Transcript of SPE-93594-MS-P

Page 1: SPE-93594-MS-P

Copyright 2005, Society of Petroleum Engineers Inc. This paper was prepared for presentation at the 2005 Asia Pacific Oil & Gas Conference and Exhibition held in Jakarta, Indonesia, 5 – 7 April 2005. This paper was selected for presentation by an SPE Program Committee following review of information contained in a proposal submitted by the author(s). Contents of the paper, as presented, have not been reviewed by the Society of Petroleum Engineers and are subject to correction by the author(s). The material, as presented, does not necessarily reflect any position of the Society of Petroleum Engineers, its officers, or members. Papers presented at SPE meetings are subject to publication review by Editorial Committees of the Society of Petroleum Engineers.
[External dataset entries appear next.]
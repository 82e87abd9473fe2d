//! Shared error model for cross-crate APIs.

use thiserror::Error;

/// Unified result type used by all public interfaces in `embercache`.
pub type EmberResult<T> = Result<T, EmberError>;

/// Error categories shared by the storage engine, journal, and wire server.
///
/// Malformed framing surfaces as an I/O-level error that drops the connection, and journal
/// corruption is reported through the recovery result rather than raised, so neither needs a
/// variant here.
#[derive(Debug, Error, Clone, PartialEq, Eq)]
pub enum EmberError {
    /// SET with NX refused because a live entry already holds the key.
    #[error("key already exists")]
    KeyExists,

    /// Counter arithmetic on a value that is not a signed 64-bit integer, or overflow.
    #[error("value is not an integer or out of range")]
    NotAnInteger,

    /// Command issued on an unauthenticated connection.
    #[error("NOAUTH Authentication required")]
    Unauthorized,

    /// Configuration is invalid for the requested operation.
    #[error("invalid configuration: {0}")]
    InvalidConfig(&'static str),

    /// Filesystem or socket I/O failed.
    #[error("io error: {0}")]
    Io(String),
}

impl From<std::io::Error> for EmberError {
    fn from(error: std::io::Error) -> Self {
        Self::Io(error.to_string())
    }
}
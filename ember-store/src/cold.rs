//! Disk-backed cold tier for idle entries.
//!
//! The whole index lives in memory under one reader/writer lock and is mirrored to a single
//! snapshot file on flush. The snapshot is written to a temp file and atomically renamed, so a
//! crash leaves either the previous snapshot or the new one. Loading is best-effort: a missing
//! or undecodable snapshot starts the store empty.

use std::fs::{self, File};
use std::io::{BufReader, BufWriter, Write};
use std::path::{Path, PathBuf};
use std::sync::{PoisonError, RwLock};

use serde::{Deserialize, Serialize};
use tracing::{debug, warn};

use ember_common::error::EmberResult;

use crate::containers::HotMap;

const SNAPSHOT_FILE: &str = "cold.bin";
const SNAPSHOT_TMP: &str = "cold.bin.tmp";

/// One record demoted out of the hot tier.
#[derive(Debug, Clone, PartialEq, Eq, Serialize, Deserialize)]
pub struct ColdRecord {
    pub key: Vec<u8>,
    pub value: Vec<u8>,
    /// Absolute expiry in nanoseconds, zero for no TTL.
    pub expire_at: i64,
}

/// Cold-tier store: in-memory index, periodically snapshotted to disk.
#[derive(Debug)]
pub struct ColdStore {
    dir: PathBuf,
    index: RwLock<HotMap<Vec<u8>, ColdRecord>>,
}

impl ColdStore {
    /// Opens (or creates) the cold store under `<dir>/cold`.
    ///
    /// # Errors
    ///
    /// Returns an error only when the directory cannot be created; an unreadable snapshot is
    /// logged and ignored.
    pub fn open(dir: &Path) -> EmberResult<Self> {
        let dir = dir.join("cold");
        fs::create_dir_all(&dir)?;

        let store = Self {
            dir,
            index: RwLock::new(HotMap::new()),
        };
        store.load();
        Ok(store)
    }

    fn snapshot_path(&self) -> PathBuf {
        self.dir.join(SNAPSHOT_FILE)
    }

    /// Inserts one record.
    pub fn put(&self, record: ColdRecord) {
        let mut index = self.index.write().unwrap_or_else(PoisonError::into_inner);
        index.insert(record.key.clone(), record);
    }

    /// Inserts a batch under one lock acquisition.
    pub fn put_batch(&self, records: Vec<ColdRecord>) {
        let mut index = self.index.write().unwrap_or_else(PoisonError::into_inner);
        for record in records {
            index.insert(record.key.clone(), record);
        }
    }

    /// Looks a key up, returning its value and expiry.
    #[must_use]
    pub fn get(&self, key: &[u8]) -> Option<(Vec<u8>, i64)> {
        let index = self.index.read().unwrap_or_else(PoisonError::into_inner);
        index
            .get(key)
            .map(|record| (record.value.clone(), record.expire_at))
    }

    /// Removes a key from the index.
    pub fn delete(&self, key: &[u8]) {
        let mut index = self.index.write().unwrap_or_else(PoisonError::into_inner);
        index.remove(key);
    }

    /// Number of indexed records.
    #[must_use]
    pub fn len(&self) -> usize {
        let index = self.index.read().unwrap_or_else(PoisonError::into_inner);
        index.len()
    }

    #[must_use]
    pub fn is_empty(&self) -> bool {
        self.len() == 0
    }

    /// Serializes the whole index to the snapshot file, replacing it atomically.
    ///
    /// # Errors
    ///
    /// Returns an error when the temp file cannot be written, synced, or renamed; the previous
    /// snapshot stays intact in that case.
    pub fn flush(&self) -> EmberResult<()> {
        let index = self.index.read().unwrap_or_else(PoisonError::into_inner);
        let records: Vec<&ColdRecord> = index.values().collect();

        let tmp_path = self.dir.join(SNAPSHOT_TMP);
        let result = (|| -> EmberResult<()> {
            let file = File::create(&tmp_path)?;
            let mut writer = BufWriter::new(file);
            bincode::serialize_into(&mut writer, &records)
                .map_err(|error| std::io::Error::other(error.to_string()))?;
            writer.flush()?;
            writer.get_ref().sync_all()?;
            Ok(())
        })();

        if let Err(error) = result {
            let _ = fs::remove_file(&tmp_path);
            return Err(error);
        }

        fs::rename(&tmp_path, self.snapshot_path())?;
        debug!(records = records.len(), "cold snapshot flushed");
        Ok(())
    }

    /// Drops every record and unlinks the snapshot file.
    pub fn clear_all(&self) {
        let mut index = self.index.write().unwrap_or_else(PoisonError::into_inner);
        index.clear();
        drop(index);
        let _ = fs::remove_file(self.snapshot_path());
    }

    fn load(&self) {
        let file = match File::open(self.snapshot_path()) {
            Ok(file) => file,
            Err(_) => return,
        };
        let records: Vec<ColdRecord> = match bincode::deserialize_from(BufReader::new(file)) {
            Ok(records) => records,
            Err(error) => {
                warn!(%error, "cold snapshot unreadable, starting empty");
                return;
            }
        };

        let mut index = self.index.write().unwrap_or_else(PoisonError::into_inner);
        for record in records {
            index.insert(record.key.clone(), record);
        }
    }
}
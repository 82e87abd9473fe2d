//! Canonical command reply representation.
//!
//! The reply enum is kept protocol-neutral; encoding to RESP happens at the connection
//! boundary so handler logic stays independent from wire format.

/// One reply in any of the five RESP primitive shapes.
#[derive(Debug, Clone, PartialEq, Eq)]
pub enum CommandReply {
    /// `+OK` style replies.
    SimpleString(String),
    /// `$<len> ...` style binary-safe payload.
    BulkString(Vec<u8>),
    /// RESP null bulk string (`$-1`).
    Null,
    /// RESP integer reply (`:<n>`).
    Integer(i64),
    /// RESP array reply (`*<n> ...`).
    Array(Vec<CommandReply>),
    /// `-ERR ...` style error.
    Error(String),
}

impl CommandReply {
    /// Encodes the reply into RESP bytes.
    #[must_use]
    pub fn to_resp_bytes(&self) -> Vec<u8> {
        match self {
            Self::SimpleString(value) => {
                let mut output = Vec::with_capacity(value.len() + 3);
                output.push(b'+');
                output.extend_from_slice(value.as_bytes());
                output.extend_from_slice(b"\r\n");
                output
            }
            Self::BulkString(value) => {
                let mut output = Vec::with_capacity(value.len() + 16);
                output.extend_from_slice(format!("${}\r\n", value.len()).as_bytes());
                output.extend_from_slice(value);
                output.extend_from_slice(b"\r\n");
                output
            }
            Self::Null => b"$-1\r\n".to_vec(),
            Self::Integer(value) => format!(":{value}\r\n").into_bytes(),
            Self::Array(items) => {
                let mut output = format!("*{}\r\n", items.len()).into_bytes();
                for item in items {
                    output.extend_from_slice(&item.to_resp_bytes());
                }
                output
            }
            Self::Error(message) => {
                let mut output = Vec::with_capacity(message.len() + 7);
                output.extend_from_slice(b"-ERR ");
                output.extend_from_slice(message.as_bytes());
                output.extend_from_slice(b"\r\n");
                output
            }
        }
    }
}
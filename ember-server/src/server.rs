//! TCP front end: listener, accept loop, one thread per connection.

use std::net::{SocketAddr, TcpListener, TcpStream};
use std::sync::atomic::{AtomicBool, Ordering};
use std::sync::Arc;
use std::thread;

use tracing::{error, info};

use ember_common::error::{EmberError, EmberResult};

use crate::connection::handle_connection;
use crate::dispatch::{CommandRegistry, ServerContext};

/// RESP-compatible TCP server over one shared [`ServerContext`].
pub struct Server {
    ctx: Arc<ServerContext>,
    registry: Arc<CommandRegistry>,
    listener: TcpListener,
    stop: Arc<AtomicBool>,
}

/// Clonable handle that can stop a running server from another thread.
#[derive(Debug, Clone)]
pub struct ServerHandle {
    stop: Arc<AtomicBool>,
    addr: SocketAddr,
}

impl ServerHandle {
    /// Signals the accept loop to exit. Existing connections run to completion.
    pub fn shutdown(&self) {
        self.stop.store(true, Ordering::Release);
        // Nudge the blocking accept so it observes the flag.
        let _ = TcpStream::connect(self.addr);
    }
}

impl Server {
    /// Binds the listener.
    ///
    /// # Errors
    ///
    /// Returns [`EmberError::Io`] when the address cannot be bound.
    pub fn bind(addr: &str, ctx: ServerContext) -> EmberResult<Self> {
        let listener = TcpListener::bind(addr)
            .map_err(|err| EmberError::Io(format!("bind {addr}: {err}")))?;
        if ctx.password.is_some() {
            info!(%addr, "listening (RESP, AUTH enabled)");
        } else {
            info!(%addr, "listening (RESP)");
        }
        Ok(Self {
            ctx: Arc::new(ctx),
            registry: Arc::new(CommandRegistry::with_builtin_commands()),
            listener,
            stop: Arc::new(AtomicBool::new(false)),
        })
    }

    /// Bound socket address (useful with port 0).
    ///
    /// # Errors
    ///
    /// Propagates the listener's address lookup failure.
    pub fn local_addr(&self) -> EmberResult<SocketAddr> {
        Ok(self.listener.local_addr()?)
    }

    /// Returns a shutdown handle for this server.
    ///
    /// # Errors
    ///
    /// Propagates the listener's address lookup failure.
    pub fn handle(&self) -> EmberResult<ServerHandle> {
        Ok(ServerHandle {
            stop: Arc::clone(&self.stop),
            addr: self.local_addr()?,
        })
    }

    /// Accepts connections until [`ServerHandle::shutdown`] is called, spawning one thread per
    /// client.
    ///
    /// # Errors
    ///
    /// Returns [`EmberError::Io`] when the listener fails irrecoverably.
    pub fn run(&self) -> EmberResult<()> {
        loop {
            match self.listener.accept() {
                Ok((stream, _peer)) => {
                    if self.stop.load(Ordering::Acquire) {
                        return Ok(());
                    }
                    let ctx = Arc::clone(&self.ctx);
                    let registry = Arc::clone(&self.registry);
                    let spawned = thread::Builder::new()
                        .name("ember-conn".to_owned())
                        .spawn(move || handle_connection(stream, &ctx, &registry));
                    if let Err(err) = spawned {
                        error!(%err, "failed to spawn connection thread");
                    }
                }
                Err(err) => {
                    if self.stop.load(Ordering::Acquire) {
                        return Ok(());
                    }
                    error!(%err, "accept failed");
                }
            }
        }
    }
}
Electronic reproduction, distribution, or storage of any part of this paper for commercial purposes without the written consent of the Society of Petroleum Engineers is prohibited. Permission to reproduce in print is restricted to a proposal of not more than 300 words; illustrations may not be copied. The proposal must contain conspicuous acknowledgment of where and by whom the paper was presented. Write Librarian, SPE, P.O. Box 833836, Richardson, TX 75083-3836, U.S.A., fax 01-972-952-9435. Abstract

The original Kulin Horizontal well project scope was to drill two horizontal wells and run Electric Submersible Progressive Cavity Pumps (ESPCP’s). ESPCP is a combination of Progressive Cavity Pump (PCP) and Electric Submersible Pump (ESP) motor as a down hole fluid lifting system and is ideal for use in horizontal wells. With rod less system, it will eliminate friction loss at tubing and rod. The PCP has more resistance to sand production and provides high efficiency production of viscous fluid. The Kulin Horizontal Drilling project started in early 2002 and ended in February 2003. The first horizontal well was Kulin 082 (KL082) and the second well was Kulin 083 (KL083). After the wells were completed using ESPCP as artificial lift, the initial production for KL082 was 708 BFPD, 531 BOPD, 25% water cut and KL083 was 518 BFPD, 394 BOPD, 24% water cut. The initial production was above estimated initial production of 300 BOPD/well.

The ESPCP’s in both Kulin horizontal wells are installed in tangent sections with less than 2 o/100 ft build rate inside 9-5/8” production casing. The design threshold for ESPCPs is up to a maximum of 15o/100 ft build rate in the tangent section. The stator elastomer inside the PCP is operated at temperatures between 135oF and 150 oF and this is below the maximum temperature limitation for the elastomer. The flow rates, head and pump efficiency of the ESPCPs are controlled using surface mounted Variable Speed Drive (VSD).

As of June 2004, the ESPCPs that are installed in both Kulin horizontal wells have been operating for over 450 days and 800 days respectively without any mechanical problem from pump or ESP failures. Both ESPCPs was down in period mid of June’04 until early August’04 when the Kulin field was shut down due to facility safety issue.

The production rates from these horizontal wells are about 2.5 – 3.5 times greater than an average vertical producer in the field.

This paper will discuss ESPCP design, installation and performance in the Kulin Horizontal wells. Introduction The horizontal wells were designed with 9-5/8” production casing with a 8.5” open hole lateral section containing a 7” pre-perforated completion liner. The well KL082, is producing from Duri “E” sand with 1,340 ft TVD sand depth and 393 ft lateral length. The well KL083 is producing from Duri “B” sand with 980 ft TVD sand depth and 1,214 ft lateral length. A summary of reservoir properties at initial condition is listed in table 1.

KL082 KL083 Porosity 33% 25% Permeability 5000 md 2131 md Sand Thickness 34 ft 18 ft Reservoir Pressure 220 psi 235 psi Reservoir Temp 150o F 135o F Oil Gravity 20o API 16o API

Table 1. Reservoir properties

During pre execution phase of the project, the Kulin Horizontal Well Execution Team did an assessment to identify appropriate artificial lift methods for the horizontal well project that would optimize pump operability and well production. Horizontal wells located in the adjacent Duri field were used to evaluate tubing pump performance. This analysis was done to understand the critical factors that affected pump performance. The Duri field has unconsolidated sand with high reservoir temperature as result of steam flood process. Statistically, tubing pump performance at 25 horizontal wells in Duri is poor. The average of tubing pump efficiency is less than 30% with 118 days average pump run life. Table 2 provides the tubing pump efficiency of Duri Horizontal wells.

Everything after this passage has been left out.